Required action: In the entries below, find each line bearing the string "stderr" and copy it.

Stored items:
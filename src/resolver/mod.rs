//! Lazy, memoizing resolution of build variables.
//!
//! Some documented values (the bundled Kubernetes version, for instance) are
//! only known to the build system. The [`BuildVarResolver`] asks an external
//! resolver script for them, one variable name per invocation:
//!
//! ```text
//! <resolver-program> [fixed-args...] <variable-name>
//! ```
//!
//! The script must exit 0 and print the value on stdout. Surrounding
//! whitespace is stripped.
//!
//! # Memoization
//!
//! The script runs at most once per distinct name per resolver instance. A
//! second request for the same name is answered from the [`VariableCache`]
//! even if the script would now print something else. The cache lock is held
//! across check, run and insert so the guarantee also holds when the template
//! engine calls in from several threads.
//!
//! # Failure policy
//!
//! Every failure is fatal to the build and leaves the cache untouched for the
//! failing name:
//!
//! - [`DocvarsError::Invocation`] - the script cannot be started
//! - [`DocvarsError::Command`] - the script exited unsuccessfully
//! - [`DocvarsError::Decode`] - the script succeeded but printed invalid UTF-8

mod cache;
mod command_builder;
mod runner;

pub use cache::VariableCache;
pub use command_builder::{CommandOutput, ScriptCommand};
pub use runner::{CommandRunner, ProcessRunner};

use std::collections::BTreeMap;
use std::sync::{Mutex, MutexGuard, PoisonError};

use crate::core::DocvarsError;

/// Resolves build variables through a [`CommandRunner`], caching each result
/// for the lifetime of the resolver.
pub struct BuildVarResolver {
    runner: Box<dyn CommandRunner>,
    cache: Mutex<VariableCache>,
}

impl std::fmt::Debug for BuildVarResolver {
    fn fmt(&self, f: &mut std::fmt::Formatter<'_>) -> std::fmt::Result {
        f.debug_struct("BuildVarResolver").field("cached", &self.cache_len()).finish()
    }
}

impl BuildVarResolver {
    /// Create a resolver with an empty cache.
    pub fn new(runner: impl CommandRunner + 'static) -> Self {
        Self {
            runner: Box::new(runner),
            cache: Mutex::new(VariableCache::new()),
        }
    }

    // The cache is append-only, so a poisoned lock still guards consistent data.
    fn lock_cache(&self) -> MutexGuard<'_, VariableCache> {
        self.cache.lock().unwrap_or_else(PoisonError::into_inner)
    }

    /// Resolve `name`, running the external resolver only on first request.
    ///
    /// # Errors
    ///
    /// - [`DocvarsError::InvalidVariableName`] if `name` is empty
    /// - [`DocvarsError::Invocation`] if the resolver cannot be started
    /// - [`DocvarsError::Command`] if the resolver exits unsuccessfully
    /// - [`DocvarsError::Decode`] if the resolver succeeds but prints invalid UTF-8
    pub fn resolve(&self, name: &str) -> Result<String, DocvarsError> {
        if name.is_empty() {
            return Err(DocvarsError::InvalidVariableName);
        }

        let mut cache = self.lock_cache();
        if let Some(value) = cache.get(name) {
            tracing::trace!("Build variable {} served from cache", name);
            return Ok(value.to_string());
        }

        tracing::debug!("Resolving build variable {}", name);
        let output = self.runner.run(name)?;

        if !output.success {
            return Err(DocvarsError::Command {
                name: name.to_string(),
                status: output.describe_status(),
                stderr: output.stderr,
            });
        }

        let value = output.stdout.trim().to_string();
        tracing::debug!("Build variable {} = {:?}", name, value);
        Ok(cache.insert(name, value).to_string())
    }

    /// Return the cached value for `name` without resolving it.
    pub fn cached(&self, name: &str) -> Option<String> {
        self.lock_cache().peek(name).map(str::to_string)
    }

    /// Number of distinct names resolved so far.
    pub fn cache_len(&self) -> usize {
        self.lock_cache().len()
    }

    /// `(hits, misses)` since the resolver was created.
    pub fn cache_stats(&self) -> (usize, usize) {
        self.lock_cache().stats()
    }

    /// Sorted copy of every resolved variable.
    pub fn snapshot(&self) -> BTreeMap<String, String> {
        self.lock_cache().snapshot()
    }
}
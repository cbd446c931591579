//! Tera functions backed by the literal table and the build variable resolver.
//!
//! Both functions take a single `name` argument:
//!
//! ```markdown
//! Kubernetes {{ build_var(name="kubernetes_version") }} with etcd {{ literal(name="EtcdVersion") }}
//! ```
//!
//! Failures are chained into the Tera error so the original
//! [`DocvarsError`](crate::core::DocvarsError) can be recovered by walking
//! the error sources.

use std::collections::HashMap;
use std::sync::Arc;

use crate::literals::LiteralTable;
use crate::resolver::BuildVarResolver;

/// Name of the literal lookup function.
pub const LITERAL_FUNCTION: &str = "literal";

/// Name of the build variable lookup function.
pub const BUILD_VAR_FUNCTION: &str = "build_var";

fn name_argument<'a>(function: &str, args: &'a HashMap<String, tera::Value>) -> tera::Result<&'a str> {
    args.get("name").and_then(tera::Value::as_str).ok_or_else(|| {
        tera::Error::msg(format!("{function}() requires a string `name` argument"))
    })
}

/// Create the `literal(name=...)` function.
///
/// Unknown names are errors; there is no default value.
pub fn create_literal_function(literals: Arc<LiteralTable>) -> impl tera::Function + 'static {
    move |args: &HashMap<String, tera::Value>| -> tera::Result<tera::Value> {
        let name = name_argument(LITERAL_FUNCTION, args)?;
        let value = literals.lookup(name).map_err(|e| {
            tera::Error::chain(format!("{LITERAL_FUNCTION}(name=\"{name}\") failed"), e)
        })?;
        Ok(tera::Value::String(value.to_string()))
    }
}

/// Create the `build_var(name=...)` function.
pub fn create_build_var_function(resolver: Arc<BuildVarResolver>) -> impl tera::Function + 'static {
    move |args: &HashMap<String, tera::Value>| -> tera::Result<tera::Value> {
        let name = name_argument(BUILD_VAR_FUNCTION, args)?;
        let value = resolver.resolve(name).map_err(|e| {
            tera::Error::chain(format!("{BUILD_VAR_FUNCTION}(name=\"{name}\") failed"), e)
        })?;
        Ok(tera::Value::String(value))
    }
}
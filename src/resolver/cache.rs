//! Per-run cache of resolved build variables.
//!
//! The cache lives for the duration of a single documentation build and is
//! dropped with its resolver. It never persists between builds, so a changed
//! resolver script is always picked up by the next run.

use std::collections::{BTreeMap, HashMap};
use std::collections::hash_map::Entry;

/// Append-only mapping from build variable name to its resolved value.
///
/// Entries are never overwritten or evicted: once a name is resolved, every
/// later request in the same run sees the same value.
#[derive(Debug, Default)]
pub struct VariableCache {
    entries: HashMap<String, String>,
    hits: usize,
    misses: usize,
}

impl VariableCache {
    pub fn new() -> Self {
        Self::default()
    }

    /// Get a cached value, counting the hit or miss.
    pub fn get(&mut self, name: &str) -> Option<&str> {
        if let Some(value) = self.entries.get(name) {
            self.hits += 1;
            Some(value.as_str())
        } else {
            self.misses += 1;
            None
        }
    }

    /// Peek at a cached value without touching the statistics.
    pub fn peek(&self, name: &str) -> Option<&str> {
        self.entries.get(name).map(String::as_str)
    }

    /// Record a resolved value and return the value now stored for `name`.
    ///
    /// If `name` is already present the existing value is kept.
    pub fn insert(&mut self, name: &str, value: String) -> &str {
        match self.entries.entry(name.to_string()) {
            Entry::Occupied(existing) => {
                tracing::warn!("Build variable {} already cached; keeping first value", name);
                existing.into_mut().as_str()
            }
            Entry::Vacant(slot) => slot.insert(value).as_str(),
        }
    }

    pub(crate) fn len(&self) -> usize {
        self.entries.len()
    }

    /// Get cache statistics as `(hits, misses)`.
    pub fn stats(&self) -> (usize, usize) {
        (self.hits, self.misses)
    }

    /// Sorted copy of every cached entry.
    pub fn snapshot(&self) -> BTreeMap<String, String> {
        self.entries.iter().map(|(k, v)| (k.clone(), v.clone())).collect()
    }
}
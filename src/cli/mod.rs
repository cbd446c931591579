//! Command-line interface for docvars.
//!
//! # Commands
//!
//! - `render` - Render a Markdown documentation tree with build variables
//! - `literals` - List the string constants extracted from the source file
//! - `var` - Resolve build variables through the resolver script
//! - `vars` - Show the precomputed version variables
//!
//! # Global Options
//!
//! - `--verbose` / `-v` - Debug logging
//! - `--quiet` / `-q` - No logging at all
//! - `--config` / `-c` - Path to a `docvars.toml` (default: `./docvars.toml` if present)
//!
//! `RUST_LOG` always takes precedence over the verbosity flags.
//!
//! # Examples
//!
//! ```bash
//! K0S_VERSION=v1.28.4+k0s.0 docvars render docs site
//! docvars literals --format json
//! docvars -c ci/docvars.toml var kubernetes_version
//! ```

mod common;
mod literals;
mod render;
mod var;
mod vars;

use anyhow::Result;
use clap::{Parser, Subcommand};
use std::path::PathBuf;
use tracing_subscriber::EnvFilter;

use crate::config::DocsConfig;

/// Render version-dependent documentation.
#[derive(Parser, Debug)]
#[command(
    name = "docvars",
    about = "Fill documentation templates with source constants and build variables",
    version,
    author
)]
pub struct Cli {
    #[command(subcommand)]
    command: Commands,

    /// Enable debug logging
    ///
    /// Equivalent to `RUST_LOG=debug`. Mutually exclusive with `--quiet`.
    #[arg(short, long, global = true, conflicts_with = "quiet")]
    verbose: bool,

    /// Suppress all logging; errors are still reported
    #[arg(short, long, global = true)]
    quiet: bool,

    /// Path to the configuration file
    ///
    /// Without this flag `docvars.toml` in the current directory is used when
    /// it exists, and built-in defaults otherwise.
    #[arg(short, long, global = true)]
    config: Option<PathBuf>,
}

#[derive(Subcommand, Debug)]
enum Commands {
    /// Render every Markdown page of a directory tree
    Render(render::RenderCommand),

    /// List literals extracted from the source file
    Literals(literals::LiteralsCommand),

    /// Resolve one or more build variables
    Var(var::VarCommand),

    /// Show the precomputed version variables
    Vars(vars::VarsCommand),
}

impl Cli {
    /// Set up logging, load the configuration and run the selected subcommand.
    ///
    /// # Errors
    ///
    /// Returns the first failure of the subcommand; nothing is retried.
    pub fn execute(self) -> Result<()> {
        self.init_logging();

        let config = DocsConfig::load_with_optional(self.config.clone())?;
        tracing::debug!("Using source file {}", config.source_path().display());

        match self.command {
            Commands::Render(cmd) => cmd.execute(&config),
            Commands::Literals(cmd) => cmd.execute(&config),
            Commands::Var(cmd) => cmd.execute(&config),
            Commands::Vars(cmd) => cmd.execute(&config),
        }
    }

    /// Log filter derived from the flags, used when `RUST_LOG` is unset.
    #[must_use]
    pub fn log_level(&self) -> &'static str {
        if self.verbose {
            "debug"
        } else if self.quiet {
            "off"
        } else {
            "warn"
        }
    }

    fn init_logging(&self) {
        let filter = EnvFilter::try_from_default_env()
            .unwrap_or_else(|_| EnvFilter::new(self.log_level()));

        let _ = tracing_subscriber::fmt()
            .with_env_filter(filter)
            .with_writer(std::io::stderr)
            .with_target(false)
            .try_init();
    }
}
//! Core types shared across docvars: the error taxonomy and its user-facing
//! formatting.

pub mod error;
mod error_formatting;

pub use error::{DocvarsError, ErrorContext, create_error_context, user_friendly_error};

Worked solution:
                stderr: output.stderr,
            .with_writer(std::io::stderr)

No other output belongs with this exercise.